I WAS ON THE MAX today and a woman staggered up and asked if she could use my phone. She was grimy, she looked like she had a drug problem, and I didn't want her filth—tangible or emotional—all over my phone. I told her no, a blunt aggressive no. I told her the kind of no that says, "Not now, or ever, and tell the rest of your fucking street urchin ilk to stop bothering us decent people."

This, or some version of this, happens to everyone if they live in Portland long enough. The gray faces of people living on the streets—old women and wet dogs and amputees and impossibly young Vietnam vets and the heart-wrenchingly young Afghanistan vets and the heroin junkies and the scumbags, street kids, shifty-eyed bottle collectors, gaunt dying-but-somehow-tan screaming-at-nothing-with-a-crooked-jaw paranoid schizophrenics start to blend together into an indistinguishable blur of sympathy-exhausting humanity. I don't care if you read Mother Jones in a reclaimed bathtub full of almond milk, they will turn you, momentarily, into a Libertarian. Maybe if you didn't spend all of your money and potential on drugs you could afford your own phone. No, you can't fucking use my phone.

About three minutes later I got a phone call telling me my aunt had died. She was a kind and giving woman, and not in that worn-down platitude sort of way that seems to echo around the walls of funeral parlors full of people who did not know the deceased all that well. She was a real-deal sweetheart. She was also a drug addict. A severe sort of addict who tried and failed repeatedly to break the hazy shackles of opiate addiction. Her death wasn't a shock, but it wasn't an inevitability either. She'd been an addict my entire life, and the fact that she'd made it this far on that shit made me think, somewhere in my mind, that she'd just keep living forever. She didn't. She was the second member of my family to fall victim to this manufactured euphoria.
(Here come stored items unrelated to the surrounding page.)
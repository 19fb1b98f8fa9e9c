//! Property-based tests for delivery under backpressure.
//!
//! These tests generate random documents mixing content, whitespace and
//! control codes, then verify that a formatting stream with a tiny buffer
//! over a stingy sink delivers exactly what a single unbuffered filter pass
//! produces: nothing dropped, nothing duplicated, indentation intact.

#![allow(clippy::unwrap_used, clippy::expect_used, reason = "Tests can panic")]

use codefmt::{
    ControlCode, FormatConfig, FormattingStream, IndentFilter, Sink, SinkError, WriteFilter,
};
use pretty_assertions::assert_eq;
use proptest::prelude::*;

/// Sink that cycles through per-call acceptance limits (zero included).
struct CyclingSink {
    limits: Vec<usize>,
    next: usize,
    data: Vec<u8>,
}

impl Sink for CyclingSink {
    fn write(&mut self, chars: &[u8]) -> Result<usize, SinkError> {
        let limit = self.limits[self.next % self.limits.len()];
        self.next += 1;
        let n = chars.len().min(limit);
        self.data.extend_from_slice(&chars[..n]);
        Ok(n)
    }
}

/// Output of one unbuffered pass over the whole document.
fn reference(document: &[u8], width: usize) -> Vec<u8> {
    let mut filter = IndentFilter::new(width);
    let mut out = Vec::new();
    let consumed = filter.filter_write(document, &mut out).unwrap();
    assert_eq!(consumed, document.len());
    out
}

/// Output of a buffered stream over a cycling sink.
fn buffered(document: &[u8], width: usize, capacity: usize, limits: Vec<usize>) -> Vec<u8> {
    let sink = CyclingSink {
        limits,
        next: 0,
        data: Vec::new(),
    };
    let config = FormatConfig::new()
        .with_indent_width(width)
        .with_write_capacity(capacity);
    let mut stream = FormattingStream::with_config(sink, config).unwrap();

    let mut rest = document;
    while !rest.is_empty() {
        let n = std::io::Write::write(&mut stream, rest).unwrap();
        rest = &rest[n..];
    }
    while !stream.pending().is_empty() {
        // Stalls are retried; the cycle always reaches a non-zero limit.
        let _ = stream.flush();
    }
    stream.sink().data.clone()
}

fn token_strategy() -> impl Strategy<Value = Vec<u8>> {
    prop_oneof![
        3 => prop::string::string_regex("[a-z(){};]{1,6}")
            .expect("valid regex")
            .prop_map(String::into_bytes),
        2 => Just(b" ".to_vec()),
        1 => Just(b"\t".to_vec()),
        2 => Just(vec![ControlCode::EndOfLine.as_byte()]),
        1 => Just(vec![ControlCode::Indent.as_byte()]),
        1 => Just(vec![ControlCode::Undent.as_byte()]),
    ]
}

fn document_strategy() -> impl Strategy<Value = Vec<u8>> {
    prop::collection::vec(token_strategy(), 0..60).prop_map(|tokens| tokens.concat())
}

proptest! {
    #[test]
    fn buffered_output_matches_single_pass(
        document in document_strategy(),
        width in 1usize..6,
        capacity in 1usize..12,
        limits in prop::collection::vec(0usize..5, 0..5),
    ) {
        let mut limits = limits;
        limits.push(1);
        prop_assert_eq!(
            buffered(&document, width, capacity, limits),
            reference(&document, width)
        );
    }

    #[test]
    fn output_never_contains_nesting_codes(document in document_strategy()) {
        let out = reference(&document, 4);
        prop_assert!(!out.contains(&ControlCode::Indent.as_byte()));
        prop_assert!(!out.contains(&ControlCode::Undent.as_byte()));
    }

    #[test]
    fn lines_never_start_with_literal_whitespace_beyond_indentation(
        document in document_strategy(),
    ) {
        let out = reference(&document, 1);
        for line in out.split(|&b| b == b'\n') {
            let leading = line.iter().take_while(|&&b| b == b' ').count();
            // Whatever follows the indentation is content, never a tab.
            prop_assert!(!matches!(line.get(leading), Some(b'\t')));
        }
    }
}

#[test]
fn alternating_stall_sink() {
    let document = format!(
        "impl S {}fn f() {}body();{}{}",
        codefmt::begin('{'),
        codefmt::begin('{'),
        codefmt::end('}'),
        codefmt::end('}')
    );
    let out = buffered(document.as_bytes(), 4, 5, vec![0, 2, 0, 1]);
    assert_eq!(
        String::from_utf8(out).unwrap(),
        "impl S {\n    fn f() {\n        body();\n    }\n}\n"
    );
}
She was a beautiful person with a heart that cared more about you than it did about her. I wish I was more sad than I am, but I'm not, because I never let myself get close to her. As my heart hardened, it didn't have room for someone who was so hell-bent on self-ruination. Some part of me wouldn't open up to her, insisting that she was weak and that she fucked up. That could have been her on that train, asking me for my phone.
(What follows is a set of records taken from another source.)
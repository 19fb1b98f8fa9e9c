use super::*;

#[test]
fn defaults() {
    let config = FormatConfig::default();
    assert_eq!(config.indent_width, 4);
    assert_eq!(config.write_capacity, 64);
    assert_eq!(config.read_capacity, 8);
    assert_eq!(config.validate(), Ok(()));
}

#[test]
fn builders_override_fields() {
    let config = FormatConfig::new()
        .with_indent_width(2)
        .with_write_capacity(16)
        .with_read_capacity(1);
    assert_eq!(config.indent_width, 2);
    assert_eq!(config.write_capacity, 16);
    assert_eq!(config.read_capacity, 1);
}

#[test]
fn zero_indent_width_is_rejected() {
    let config = FormatConfig::new().with_indent_width(0);
    assert_eq!(config.validate(), Err(ConfigError::ZeroIndentWidth));
}

#[test]
fn zero_capacities_are_rejected() {
    assert_eq!(
        FormatConfig::new().with_write_capacity(0).validate(),
        Err(ConfigError::ZeroWriteCapacity)
    );
    assert_eq!(
        FormatConfig::new().with_read_capacity(0).validate(),
        Err(ConfigError::ZeroReadCapacity)
    );
}
//! codefmt demo
//!
//! Writes a two-level nested block twice through one indenting stream bound
//! to standard output.

use std::io;

use codefmt::{FormatConfig, FormatError, FormattingStream, IoSink, Sink};

/// Number of times the sample is written.
const REPEAT: usize = 2;

fn main() {
    codefmt::init_tracing();

    let args: Vec<String> = std::env::args().skip(1).collect();
    let config = match parse_args(&args) {
        Ok(Some(config)) => config,
        Ok(None) => {
            print_usage();
            return;
        }
        Err(message) => {
            eprintln!("error: {message}");
            print_usage();
            std::process::exit(1);
        }
    };

    let sink = IoSink::new(io::stdout().lock());
    if let Err(err) = run(sink, config) {
        eprintln!("error: {err}");
        std::process::exit(1);
    }
}

/// Parse command-line options. `Ok(None)` means help was requested.
fn parse_args(args: &[String]) -> Result<Option<FormatConfig>, String> {
    let mut config = FormatConfig::default();
    let mut i = 0;
    while i < args.len() {
        let arg = args[i].as_str();
        let width = if let Some(value) = arg.strip_prefix("--indent-width=") {
            value
        } else if arg == "--indent-width" {
            i += 1;
            match args.get(i) {
                Some(value) => value.as_str(),
                None => return Err("--indent-width requires a value".to_string()),
            }
        } else if arg == "-h" || arg == "--help" {
            return Ok(None);
        } else {
            return Err(format!("unknown option '{arg}'"));
        };
        config.indent_width = width
            .parse()
            .map_err(|_| format!("invalid indent width '{width}'"))?;
        i += 1;
    }
    config.validate().map_err(|err| err.to_string())?;
    Ok(Some(config))
}

fn print_usage() {
    eprintln!("Usage: codefmt-demo [options]");
    eprintln!();
    eprintln!("Options:");
    eprintln!("  --indent-width=<n>  Spaces per nesting level (default 4)");
    eprintln!("  -h, --help          Show this message");
}

fn run<S: Sink>(sink: S, config: FormatConfig) -> Result<(), FormatError> {
    let mut stream = FormattingStream::with_config(sink, config)?;
    for round in 0..REPEAT {
        tracing::debug!(round, "writing sample");
        write_sample(&mut stream)?;
    }
    stream.finish()
}

fn write_sample<S: Sink>(stream: &mut FormattingStream<S>) -> Result<(), FormatError> {
    stream
        .text("namespace test ")?
        .begin_block('{')?
        .text("int func() ")?
        .begin_block('{')?
        .text("return 5;")?
        .end_block('}')?
        .end_block('}')?;
    Ok(())
}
There are no absolute truths when it comes to these people living on the streets. Some of them are victims of terrible circumstance, some of them inflicted their own wounds—but even if that's the case, it's no excuse to behave without empathy. I was dealt a reminder of that today. I can't fathom descending into the kind of drug use that took a member of my family last night, but I also can't conceive of the kind of pain that would drive a person to that end. I am endlessly grateful for that. I will try to be actively grateful. I wish I would have let that woman on the MAX use my phone, and I wish I would have gotten to know my aunt better.